In a randomized, comparative study (Incremental Decrease in Endpoints through Aggressive Lipid Lowering [IDEAL]) in 8888 patients with a history of CHD and an average LDL-cholesterol concentration of approximately 122 mg/dL, treatment with atorvastatin (80 mg daily) or simvastatin (20-40 mg daily) for a median of 4.8 years resulted in similar reduction in the risk of the primary composite end point (i.e., fatal CHD, nonfatal MI, and resuscitated cardiac arrest). In addition, no difference in overall mortality was observed between atorvastatin- or simvastatin-treated patients, and the rates of death from cardiovascular or noncardiovascular causes were similar in both treatment groups.
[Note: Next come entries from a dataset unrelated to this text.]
//! The dashboard state container.
//!
//! [`Dashboard`] owns everything the UI shows: the roster, per-service
//! histories, card interaction state and the global error. Background tasks
//! report through the engine's event channel and only [`Dashboard::apply`]
//! mutates state.

use std::collections::{HashMap, HashSet};
use std::sync::Arc;

use tokio::sync::mpsc;

use super::{
    validate, AdaptivePoller, CardIntent, CardInteraction, ClickRegion, CommandGateway,
    DeletePrompt, EngineConfig, EngineEvent, Expansion, PollHandle, PollPhase, RosterPoller,
    StopHandle,
};
use crate::api::{HealthCheckRecord, NewService, Service, ServiceId, StatusApi};
use crate::data::{AggregateView, HistoryStore, ServiceHistory};
use crate::error::{ApiError, CommandError, ValidationError};

/// Shown while the roster cannot be fetched.
pub const ROSTER_ERROR_MESSAGE: &str = "Cannot reach API, is the status server running?";

/// Which operation raised the global error.
#[derive(Debug, Clone, Copy, PartialEq, Eq)]
pub enum ErrorCategory {
    Roster,
    Delete,
}

/// The single dashboard-wide error message.
#[derive(Debug, Clone, PartialEq, Eq)]
pub struct GlobalError {
    pub category: ErrorCategory,
    pub message: String,
}

/// Everything the UI needs to draw one service card.
#[derive(Debug, Clone)]
pub struct CardView<'a> {
    pub service: &'a Service,
    /// Newest first.
    pub history: &'a [HealthCheckRecord],
    pub aggregate: AggregateView,
    /// No history fetch has resolved yet.
    pub loading: bool,
    /// Message from the last failed history fetch. The records are then
    /// last-known-good.
    pub fetch_error: Option<&'a str>,
    pub interaction: CardInteraction,
    pub deleting: bool,
    pub phase: Option<PollPhase>,
}

impl CardView<'_> {
    pub fn is_stale(&self) -> bool {
        self.fetch_error.is_some()
    }
}

#[derive(Debug)]
pub struct Dashboard {
    api: Arc<dyn StatusApi>,
    config: EngineConfig,
    gateway: CommandGateway,
    poller: AdaptivePoller,
    roster_poller: RosterPoller,
    events_tx: mpsc::UnboundedSender<EngineEvent>,
    events_rx: mpsc::UnboundedReceiver<EngineEvent>,
    roster: Vec<Service>,
    roster_loading: bool,
    roster_handle: Option<(u64, StopHandle)>,
    histories: HistoryStore,
    pollers: HashMap<ServiceId, PollHandle>,
    interactions: HashMap<ServiceId, CardInteraction>,
    deleting: HashSet<ServiceId>,
    adding: bool,
    add_outcome: Option<Result<Service, CommandError>>,
    global_error: Option<GlobalError>,
    next_generation: u64,
}

impl Dashboard {
    /// Create an idle dashboard. Nothing is fetched until [`start`](Self::start).
    pub fn new(api: Arc<dyn StatusApi>, config: EngineConfig) -> Self {
        let (events_tx, events_rx) = mpsc::unbounded_channel();
        let poller = AdaptivePoller::new(
            api.clone(),
            config.schedule,
            config.history_limit,
            events_tx.clone(),
        );
        let roster_poller = RosterPoller::new(api.clone(), config.roster_interval, events_tx.clone());

        Self {
            gateway: CommandGateway::new(api.clone()),
            api,
            config,
            poller,
            roster_poller,
            events_tx,
            events_rx,
            roster: Vec::new(),
            roster_loading: true,
            roster_handle: None,
            histories: HistoryStore::new(),
            pollers: HashMap::new(),
            interactions: HashMap::new(),
            deleting: HashSet::new(),
            adding: false,
            add_outcome: None,
            global_error: None,
            next_generation: 0,
        }
    }

    /// Start the roster poller. History pollers follow as services arrive.
    ///
    /// Must be called from within a tokio runtime.
    pub fn start(&mut self) {
        if self.roster_handle.is_some() {
            return;
        }
        let generation = self.bump_generation();
        tracing::info!(
            source = self.api.description(),
            interval_secs = self.roster_poller.interval().as_secs(),
            "Starting roster poller"
        );
        self.roster_handle = Some((generation, self.roster_poller.start(generation)));
    }

    /// Stop every poller. State is kept, but nothing refreshes it any more.
    pub fn stop(&mut self) {
        self.roster_handle = None;
        for (_, handle) in self.pollers.drain() {
            handle.cancel();
        }
        tracing::info!("Dashboard stopped");
    }

    pub fn is_running(&self) -> bool {
        self.roster_handle.is_some()
    }

    /// Apply every event that is ready. Returns how many were applied.
    pub fn pump(&mut self) -> usize {
        let mut applied = 0;
        while let Ok(event) = self.events_rx.try_recv() {
            self.apply(event);
            applied += 1;
        }
        applied
    }

    /// Wait for the next event and apply it.
    pub async fn next_event(&mut self) -> bool {
        match self.events_rx.recv().await {
            Some(event) => {
                self.apply(event);
                true
            }
            None => false,
        }
    }

    pub fn apply(&mut self, event: EngineEvent) {
        match event {
            EngineEvent::History {
                service_id,
                generation,
                result,
            } => self.apply_history(service_id, generation, result),
            EngineEvent::Roster { generation, result } => self.apply_roster(generation, result),
            EngineEvent::Created { result } => self.apply_created(result),
            EngineEvent::Deleted { service_id, result } => self.apply_deleted(service_id, result),
        }
    }

    fn apply_history(
        &mut self,
        id: ServiceId,
        generation: u64,
        result: Result<Vec<HealthCheckRecord>, ApiError>,
    ) {
        match self.pollers.get(&id) {
            Some(handle) if handle.generation() == generation => {}
            _ => {
                tracing::trace!(service_id = %id, generation, "Dropping history from retired poller");
                return;
            }
        }

        match result {
            Ok(records) => {
                self.histories.apply_success(id, records);
            }
            Err(e) => {
                self.histories.apply_failure(id, e.to_string());
            }
        }
    }

    fn apply_roster(&mut self, generation: u64, result: Result<Vec<Service>, ApiError>) {
        if self.roster_handle.as_ref().map(|(g, _)| *g) != Some(generation) {
            return;
        }
        self.roster_loading = false;

        match result {
            Ok(services) => {
                self.reconcile(services);
                self.global_error = None;
            }
            Err(_) => {
                self.set_global_error(ErrorCategory::Roster, ROSTER_ERROR_MESSAGE.to_string());
            }
        }
    }

    fn apply_created(&mut self, result: Result<Service, CommandError>) {
        self.adding = false;
        if let Ok(service) = &result {
            if !self.roster.iter().any(|s| s.id == service.id) {
                self.roster.push(service.clone());
            }
            self.activate(service.id);
        }
        self.add_outcome = Some(result);
    }

    fn apply_deleted(&mut self, id: ServiceId, result: Result<(), ApiError>) {
        self.deleting.remove(&id);
        match result {
            Ok(()) => {
                self.roster.retain(|s| s.id != id);
                self.discard(id);
                if self.global_error_category() == Some(ErrorCategory::Delete) {
                    self.global_error = None;
                }
            }
            Err(e) => {
                self.set_global_error(ErrorCategory::Delete, format!("Delete failed: {}", e));
            }
        }
    }

    /// Replace the roster wholesale, keeping state for services that survive.
    fn reconcile(&mut self, services: Vec<Service>) {
        let incoming: HashSet<ServiceId> = services.iter().map(|s| s.id).collect();
        let removed: Vec<ServiceId> = self
            .pollers
            .keys()
            .chain(self.roster.iter().map(|s| &s.id))
            .filter(|id| !incoming.contains(id))
            .copied()
            .collect::<HashSet<_>>()
            .into_iter()
            .collect();

        for id in removed {
            self.discard(id);
        }

        self.roster = services;
        let ids: Vec<ServiceId> = self.roster.iter().map(|s| s.id).collect();
        for id in ids {
            self.activate(id);
        }
    }

    fn activate(&mut self, id: ServiceId) {
        if self.pollers.contains_key(&id) {
            return;
        }
        self.histories.track(id);
        self.interactions.entry(id).or_default();
        let generation = self.bump_generation();
        self.pollers.insert(id, self.poller.start(id, generation));
    }

    fn discard(&mut self, id: ServiceId) {
        if let Some(handle) = self.pollers.remove(&id) {
            handle.cancel();
        }
        self.histories.remove(id);
        self.interactions.remove(&id);
        self.deleting.remove(&id);
        tracing::debug!(service_id = %id, "Service discarded");
    }

    fn bump_generation(&mut self) -> u64 {
        self.next_generation += 1;
        self.next_generation
    }

    fn set_global_error(&mut self, category: ErrorCategory, message: String) {
        self.global_error = Some(GlobalError { category, message });
    }

    fn global_error_category(&self) -> Option<ErrorCategory> {
        self.global_error.as_ref().map(|e| e.category)
    }

    // Commands

    /// Validate and submit a new service. Validation failures return
    /// immediately and spawn nothing; the request outcome arrives later
    /// through [`take_add_outcome`](Self::take_add_outcome).
    pub fn add_service(&mut self, name: &str, url: &str) -> Result<(), ValidationError> {
        let NewService { name, url } = validate(name, url)?;
        self.adding = true;

        let gateway = self.gateway.clone();
        let events = self.events_tx.clone();
        tokio::spawn(async move {
            let result = gateway.add_service(&name, &url).await;
            let _ = events.send(EngineEvent::Created { result });
        });
        Ok(())
    }

    pub fn is_adding(&self) -> bool {
        self.adding
    }

    /// The result of the last add request, once it has resolved.
    pub fn take_add_outcome(&mut self) -> Option<Result<Service, CommandError>> {
        self.add_outcome.take()
    }

    /// Issue a delete. Returns false if the service is unknown or a delete
    /// for it is already in flight.
    pub fn delete_service(&mut self, id: ServiceId) -> bool {
        if !self.roster.iter().any(|s| s.id == id) || self.deleting.contains(&id) {
            return false;
        }
        if let Some(card) = self.interactions.get_mut(&id) {
            card.cancel_delete();
        }
        self.deleting.insert(id);

        let gateway = self.gateway.clone();
        let events = self.events_tx.clone();
        tokio::spawn(async move {
            let result = gateway.delete_service(id).await;
            let _ = events.send(EngineEvent::Deleted {
                service_id: id,
                result,
            });
        });
        true
    }

    pub fn toggle_expand(&mut self, id: ServiceId) -> Option<Expansion> {
        self.interactions.get_mut(&id).map(|card| card.toggle_expand())
    }

    /// Toggle the delete prompt on one card, dismissing it everywhere else.
    pub fn request_delete(&mut self, id: ServiceId) -> Option<DeletePrompt> {
        if !self.interactions.contains_key(&id) {
            return None;
        }
        self.dismiss_prompts(Some(id));
        self.interactions.get_mut(&id).map(|card| card.request_delete())
    }

    pub fn cancel_delete(&mut self, id: ServiceId) -> bool {
        self.interactions
            .get_mut(&id)
            .map(|card| card.cancel_delete())
            .unwrap_or(false)
    }

    /// Confirm a pending delete prompt and issue the delete.
    pub fn confirm_delete(&mut self, id: ServiceId) -> bool {
        let confirmed = self
            .interactions
            .get_mut(&id)
            .map(|card| card.confirm_delete())
            .unwrap_or(false);
        confirmed && self.delete_service(id)
    }

    /// Route a click on a card.
    ///
    /// A click that dismisses another card's pending prompt does nothing
    /// else.
    pub fn click(&mut self, id: ServiceId, region: ClickRegion) -> Option<CardIntent> {
        if self.dismiss_prompts(Some(id)) {
            return None;
        }
        let intent = self.interactions.get_mut(&id)?.click(region);
        if intent == Some(CardIntent::DeleteConfirmed) {
            self.delete_service(id);
        }
        intent
    }

    /// A click that landed on no card. Returns true if it dismissed a prompt.
    pub fn click_outside(&mut self) -> bool {
        self.dismiss_prompts(None)
    }

    fn dismiss_prompts(&mut self, except: Option<ServiceId>) -> bool {
        let mut dismissed = false;
        for (id, card) in self.interactions.iter_mut() {
            if Some(*id) != except && card.outside_click() {
                dismissed = true;
            }
        }
        dismissed
    }

    // Read side

    pub fn config(&self) -> &EngineConfig {
        &self.config
    }

    pub fn source_description(&self) -> &str {
        self.api.description()
    }

    pub fn roster(&self) -> &[Service] {
        &self.roster
    }

    /// True until the first roster fetch resolves.
    pub fn is_roster_loading(&self) -> bool {
        self.roster_loading
    }

    pub fn global_error(&self) -> Option<&GlobalError> {
        self.global_error.as_ref()
    }

    pub fn history(&self, id: ServiceId) -> Option<&ServiceHistory> {
        self.histories.get(id)
    }

    pub fn interaction(&self, id: ServiceId) -> Option<CardInteraction> {
        self.interactions.get(&id).copied()
    }

    /// The card whose delete prompt is open, if any.
    pub fn pending_delete(&self) -> Option<ServiceId> {
        self.roster
            .iter()
            .map(|s| s.id)
            .find(|id| self.interactions.get(id).is_some_and(|c| c.is_delete_pending()))
    }

    pub fn is_deleting(&self, id: ServiceId) -> bool {
        self.deleting.contains(&id)
    }

    pub fn phase(&self, id: ServiceId) -> Option<PollPhase> {
        self.pollers.get(&id).map(|handle| handle.phase())
    }

    pub fn card(&self, id: ServiceId) -> Option<CardView<'_>> {
        let service = self.roster.iter().find(|s| s.id == id)?;
        Some(self.card_for(service))
    }

    /// Cards in roster order.
    pub fn cards(&self) -> Vec<CardView<'_>> {
        self.roster.iter().map(|s| self.card_for(s)).collect()
    }

    fn card_for<'a>(&'a self, service: &'a Service) -> CardView<'a> {
        let history = self.histories.get(service.id);
        let records = history.map(|h| h.records()).unwrap_or(&[]);

        CardView {
            service,
            history: records,
            aggregate: AggregateView::from_history(records),
            loading: history.map(|h| h.is_loading()).unwrap_or(true),
            fetch_error: history.and_then(|h| h.error()),
            interaction: self.interactions.get(&service.id).copied().unwrap_or_default(),
            deleting: self.deleting.contains(&service.id),
            phase: self.phase(service.id),
        }
    }
}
In a multicenter, randomized, open-label study comparing the incidence of ischemic events in CHD patients undergoing angioplasty or receiving aggressive lipid-lowering therapy with atorvastatin 80 mg daily (Atorvastatin Versus Revascularization Treatments [AVERT] trial), atorvastatin was as effective as angioplasty in reducing the incidence of ischemic events (defined as death from cardiac causes, resuscitation after cardiac arrest, nonfatal MI, cerebrovascular accident, coronary artery bypass grafting, angioplasty, or worsening angina with objective evidence resulting in hospitalization) and delaying the onset of the first ischemic event. However, atorvastatin-treated patients had smaller increases in quality of life scores and were more likely to report worsening of angina (12 versus 7%) compared with patients in the angioplasty group.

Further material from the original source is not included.